I got to thinking about Turing machines. This is the conceptual model for basically all computers. The classic concept is to imagine a string of cells. In each cell is some symbol. It’s gone over by some device that follows some rule about whether and how to change the symbol. We have other rules that let us move the machine from one cell to the next. This doesn’t sound like much. But it’s enough. We can imagine all software to be some sufficiently involved bit of work on a string of cells and changing (or not) the symbols in those cells.
We don’t normally do this, because it’s too much tedious work. But we know we could go back to this if we truly must. A proper Turing machine has infinitely many cells, which no actual computer does, owing to the high cost of memory chips and the limited electricity budget. We can pretend that “a large enough number of cells” is good enough; it often is. And it turns out any one Turing machine can be used to simulate another Turing machine. This requires us to not care about how long it takes to do something, but that’s all right. Conceptually, we don’t care.
And I specifically got wondering what was the first pinball machine to be a Turing machine. I’m sure that modern pinball machines are, since there have been computers of some kind in pinball machines since the mid-1970s. So that’s a boring question. My question is: were there earlier pinball machines that satisfy the requirements of a Turing machine?

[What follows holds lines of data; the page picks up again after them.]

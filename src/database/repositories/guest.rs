//! Guest repository implementation
//!
//! Besides plain CRUD this repository owns the partner-relink transaction:
//! the symmetric, exclusive partner relation is maintained entirely here,
//! never by schema constraints.

use std::collections::HashMap;

use chrono::Utc;
use sqlx::{PgPool, Postgres, Transaction};

use crate::models::guest::{Attendance, CreateGuestRequest, Guest, UpdateGuestRequest};
use crate::models::RsvpStatus;
use crate::utils::errors::{map_store_error, FestplanError, Result};

const GUEST_COLUMNS: &str = "id, event_id, name, attendance, rsvp_status, allergies, mobile, address, email, role, table_id, partner_id, created_at, updated_at";

#[derive(Debug, Clone)]
pub struct GuestRepository {
    pool: PgPool,
}

impl GuestRepository {
    pub fn new(pool: PgPool) -> Self {
        Self { pool }
    }

    /// Create a new guest.
    ///
    /// When the request carries an initial partner, the insert and the
    /// partner link are one transaction: either the guest exists fully
    /// linked or not at all.
    pub async fn create(&self, request: CreateGuestRequest) -> Result<Guest> {
        let mut tx = self.pool.begin().await?;

        let guest = sqlx::query_as::<_, Guest>(&format!(
            r#"
            INSERT INTO guests (event_id, name, attendance, rsvp_status, allergies, mobile, address, email, role, table_id, created_at, updated_at)
            VALUES ($1, $2, $3, $4, $5, $6, $7, $8, $9, $10, $11, $11)
            RETURNING {GUEST_COLUMNS}
            "#
        ))
        .bind(request.event_id)
        .bind(request.name)
        .bind(request.attendance.unwrap_or(Attendance::Dinner).as_str())
        .bind(RsvpStatus::Pending.as_str())
        .bind(request.allergies)
        .bind(request.mobile)
        .bind(request.address)
        .bind(request.email)
        .bind(request.role)
        .bind(request.table_id)
        .bind(Utc::now())
        .fetch_one(&mut *tx)
        .await
        .map_err(map_store_error)?;

        let guest = match request.partner_id {
            Some(partner_id) => {
                relink(&mut tx, guest.id, Some(partner_id)).await?;
                fetch_in_tx(&mut tx, guest.id)
                    .await?
                    .ok_or(FestplanError::GuestNotFound { guest_id: guest.id })?
            }
            None => guest,
        };

        tx.commit().await?;
        Ok(guest)
    }

    /// Find guest by ID
    pub async fn find_by_id(&self, id: i64) -> Result<Option<Guest>> {
        let guest = sqlx::query_as::<_, Guest>(&format!(
            "SELECT {GUEST_COLUMNS} FROM guests WHERE id = $1"
        ))
        .bind(id)
        .fetch_optional(&self.pool)
        .await?;

        Ok(guest)
    }

    /// List all guests of an event
    pub async fn find_by_event(&self, event_id: i64) -> Result<Vec<Guest>> {
        let guests = sqlx::query_as::<_, Guest>(&format!(
            "SELECT {GUEST_COLUMNS} FROM guests WHERE event_id = $1 ORDER BY name, id"
        ))
        .bind(event_id)
        .fetch_all(&self.pool)
        .await?;

        Ok(guests)
    }

    /// List guests of an event that have no table assignment
    pub async fn find_unassigned(&self, event_id: i64) -> Result<Vec<Guest>> {
        let guests = sqlx::query_as::<_, Guest>(&format!(
            "SELECT {GUEST_COLUMNS} FROM guests WHERE event_id = $1 AND table_id IS NULL ORDER BY name, id"
        ))
        .bind(event_id)
        .fetch_all(&self.pool)
        .await?;

        Ok(guests)
    }

    /// Update guest fields (partner and table assignment have their own
    /// operations)
    pub async fn update(&self, id: i64, request: UpdateGuestRequest) -> Result<Guest> {
        let guest = sqlx::query_as::<_, Guest>(&format!(
            r#"
            UPDATE guests
            SET name = COALESCE($2, name),
                attendance = COALESCE($3, attendance),
                rsvp_status = COALESCE($4, rsvp_status),
                allergies = COALESCE($5, allergies),
                mobile = COALESCE($6, mobile),
                address = COALESCE($7, address),
                email = COALESCE($8, email),
                role = COALESCE($9, role),
                updated_at = $10
            WHERE id = $1
            RETURNING {GUEST_COLUMNS}
            "#
        ))
        .bind(id)
        .bind(request.name)
        .bind(request.attendance.map(|a| a.as_str()))
        .bind(request.rsvp_status.map(|s| s.as_str()))
        .bind(request.allergies)
        .bind(request.mobile)
        .bind(request.address)
        .bind(request.email)
        .bind(request.role)
        .bind(Utc::now())
        .fetch_optional(&self.pool)
        .await?;

        guest.ok_or(FestplanError::GuestNotFound { guest_id: id })
    }

    /// Record a guest's RSVP answer
    pub async fn set_rsvp(
        &self,
        id: i64,
        status: RsvpStatus,
        allergies: Option<String>,
    ) -> Result<Guest> {
        let guest = sqlx::query_as::<_, Guest>(&format!(
            r#"
            UPDATE guests
            SET rsvp_status = $2,
                allergies = COALESCE($3, allergies),
                updated_at = $4
            WHERE id = $1
            RETURNING {GUEST_COLUMNS}
            "#
        ))
        .bind(id)
        .bind(status.as_str())
        .bind(allergies)
        .bind(Utc::now())
        .fetch_optional(&self.pool)
        .await?;

        guest.ok_or(FestplanError::GuestNotFound { guest_id: id })
    }

    /// Write a table assignment. Capacity checking happens in the service
    /// layer and is advisory only.
    pub async fn assign_table(&self, id: i64, table_id: Option<i64>) -> Result<Guest> {
        let guest = sqlx::query_as::<_, Guest>(&format!(
            r#"
            UPDATE guests
            SET table_id = $2, updated_at = $3
            WHERE id = $1
            RETURNING {GUEST_COLUMNS}
            "#
        ))
        .bind(id)
        .bind(table_id)
        .bind(Utc::now())
        .fetch_optional(&self.pool)
        .await?;

        guest.ok_or(FestplanError::GuestNotFound { guest_id: id })
    }

    /// Count guests currently seated at a table
    pub async fn count_at_table(&self, table_id: i64) -> Result<i64> {
        let count: (i64,) = sqlx::query_as("SELECT COUNT(*) FROM guests WHERE table_id = $1")
            .bind(table_id)
            .fetch_one(&self.pool)
            .await?;

        Ok(count.0)
    }

    /// Count guests of an event
    pub async fn count_by_event(&self, event_id: i64) -> Result<i64> {
        let count: (i64,) = sqlx::query_as("SELECT COUNT(*) FROM guests WHERE event_id = $1")
            .bind(event_id)
            .fetch_one(&self.pool)
            .await?;

        Ok(count.0)
    }

    /// Relink the guest's partner reference.
    ///
    /// Runs the full relink sequence in one transaction; no partial link
    /// state can persist. `set_partner(id, None)` severs the link.
    pub async fn set_partner(&self, guest_id: i64, desired: Option<i64>) -> Result<()> {
        let mut tx = self.pool.begin().await?;
        relink(&mut tx, guest_id, desired).await?;
        tx.commit().await?;
        Ok(())
    }

    /// Delete a guest, severing any partner link first so the surviving
    /// partner is not left pointing at a dead row. One transaction.
    pub async fn delete(&self, guest_id: i64) -> Result<()> {
        let mut tx = self.pool.begin().await?;
        relink(&mut tx, guest_id, None).await?;
        sqlx::query("DELETE FROM guests WHERE id = $1")
            .bind(guest_id)
            .execute(&mut *tx)
            .await?;
        tx.commit().await?;
        Ok(())
    }
}

async fn fetch_in_tx(
    tx: &mut Transaction<'_, Postgres>,
    guest_id: i64,
) -> Result<Option<Guest>> {
    let guest = sqlx::query_as::<_, Guest>(&format!(
        "SELECT {GUEST_COLUMNS} FROM guests WHERE id = $1"
    ))
    .bind(guest_id)
    .fetch_optional(&mut **tx)
    .await?;

    Ok(guest)
}

/// The relink sequence. Caller owns the transaction.
///
/// Postcondition: X.partner == Y iff Y.partner == X, and no guest has more
/// than one incoming partner reference.
async fn relink(
    tx: &mut Transaction<'_, Postgres>,
    guest_id: i64,
    desired: Option<i64>,
) -> Result<()> {
    // Lock the principal rows in ascending id order so two concurrent
    // relinks over the same pair serialize instead of deadlocking.
    let mut lock_ids = vec![guest_id];
    if let Some(d) = desired {
        lock_ids.push(d);
    }
    lock_ids.sort_unstable();
    lock_ids.dedup();

    let mut locked: HashMap<i64, (i64, Option<i64>)> = HashMap::new();
    for id in &lock_ids {
        let row: Option<(i64, i64, Option<i64>)> = sqlx::query_as(
            "SELECT id, event_id, partner_id FROM guests WHERE id = $1 FOR UPDATE",
        )
        .bind(id)
        .fetch_optional(&mut **tx)
        .await?;

        match row {
            Some((id, event_id, partner_id)) => {
                locked.insert(id, (event_id, partner_id));
            }
            None => return Err(FestplanError::GuestNotFound { guest_id: *id }),
        }
    }

    let (guest_event, old) = locked[&guest_id];

    // Idempotent: relinking to the current partner is a no-op.
    if old == desired {
        return Ok(());
    }

    if let Some(d) = desired {
        let (desired_event, _) = locked[&d];
        if desired_event != guest_event {
            return Err(FestplanError::Validation(
                "Partnere må tilhøre samme arrangement.".to_string(),
            ));
        }
    }

    // Break the old symmetric link, but only if it still points back;
    // a stale back-reference must not be clobbered blindly.
    if let Some(old_id) = old {
        sqlx::query(
            "UPDATE guests SET partner_id = NULL, updated_at = NOW() WHERE id = $1 AND partner_id = $2",
        )
        .bind(old_id)
        .bind(guest_id)
        .execute(&mut **tx)
        .await?;
    }

    // Clear any other incoming pointer at the guest, excluding the new
    // partner (its link is about to become legitimate).
    sqlx::query(
        "UPDATE guests SET partner_id = NULL, updated_at = NOW() WHERE partner_id = $1 AND ($2::BIGINT IS NULL OR id <> $2)",
    )
    .bind(guest_id)
    .bind(desired)
    .execute(&mut **tx)
    .await?;

    match desired {
        None => {
            sqlx::query(
                "UPDATE guests SET partner_id = NULL, updated_at = NOW() WHERE id = $1",
            )
            .bind(guest_id)
            .execute(&mut **tx)
            .await?;
        }
        Some(d) => {
            let (_, desired_old) = locked[&d];

            // Evict whoever the new partner was linked to.
            if let Some(evicted) = desired_old {
                if evicted != guest_id {
                    sqlx::query(
                        "UPDATE guests SET partner_id = NULL, updated_at = NOW() WHERE id = $1 AND partner_id = $2",
                    )
                    .bind(evicted)
                    .bind(d)
                    .execute(&mut **tx)
                    .await?;
                }
            }

            // Evict any stale incoming pointer at the new partner.
            sqlx::query(
                "UPDATE guests SET partner_id = NULL, updated_at = NOW() WHERE partner_id = $1 AND id <> $2",
            )
            .bind(d)
            .bind(guest_id)
            .execute(&mut **tx)
            .await?;

            // Set both directions.
            sqlx::query(
                "UPDATE guests SET partner_id = $2, updated_at = NOW() WHERE id = $1",
            )
            .bind(guest_id)
            .bind(d)
            .execute(&mut **tx)
            .await?;
            sqlx::query(
                "UPDATE guests SET partner_id = $2, updated_at = NOW() WHERE id = $1",
            )
            .bind(d)
            .bind(guest_id)
            .execute(&mut **tx)
            .await?;
        }
    }

    Ok(())
}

My gut tells me there must be. This is mostly because it’s surprisingly hard not to create a Turing machine. If you hang around near mathematics or computer science people you’ll occasionally run across things like where someone created a computer inside a game like Minecraft. It’s possible to create a Turing machine using the elements of the game. The number of things that are Turing-complete, as they say, is surprising. CSS version 3, a rule system for how to dress up content on a web site, turns out to be Turing-complete (if you make some reasonable extra suppositions). Magic: The Gathering cards are, too. So you could set up a game of Magic: the Gathering which simulated a game of Minecraft which itself simulated the styling rules of a web page. Note the “you” in that sentence.
That’s not proof, though. But I feel pretty good about supposing that some must be. Pinball machines consist, at heart, of a bunch of switches which are activated or not by whether a ball rolls over them. They can store a bit of information: a ball can be locked in a scoop, or kicked out of the scoop as need be. Points can be tallied on the scoring reel. The number of balls a player gets to plunge can be increased — or decreased — based on things that happen on the playfield. This feels to me like it’s got to be a Turing-complete scheme.
So I suspect that the layout of a pinball game, and the various ways to store a bit of information, with (presumably) perfect ball-flipping and table-nudging skills, should make it possible to make a Turing machine. (There ought not be a human in the loop, but I’m supposing that we could replace the person with a mechanism that flips or nudges at the right times or when the ball is in the right place.) I’m wanting for proof, though, and I leave the question here to tease people who’re better than I am at this field of mathematics and computer science.
And I’m curious when the first game that was so capable was made. The very earliest games were like large tabletop versions of those disappointing car toys, the tiny transparent-plastic things with a ball bearing you shoot into one of a series of scoops. Eventually, tilt mechanisms were added, and scoring reels, and then flippers, and then the chance to lock balls. Each changed what the games could do. Did it reach the level of complexity I think it did? I’d like to know.
Yes, this means that I believe it would be theoretically possible to play a pinball game that itself simulated the Pinball Arcade program simulating another pinball game. If this prospect does not delight you then I do not know that we can hope to ever understand one another.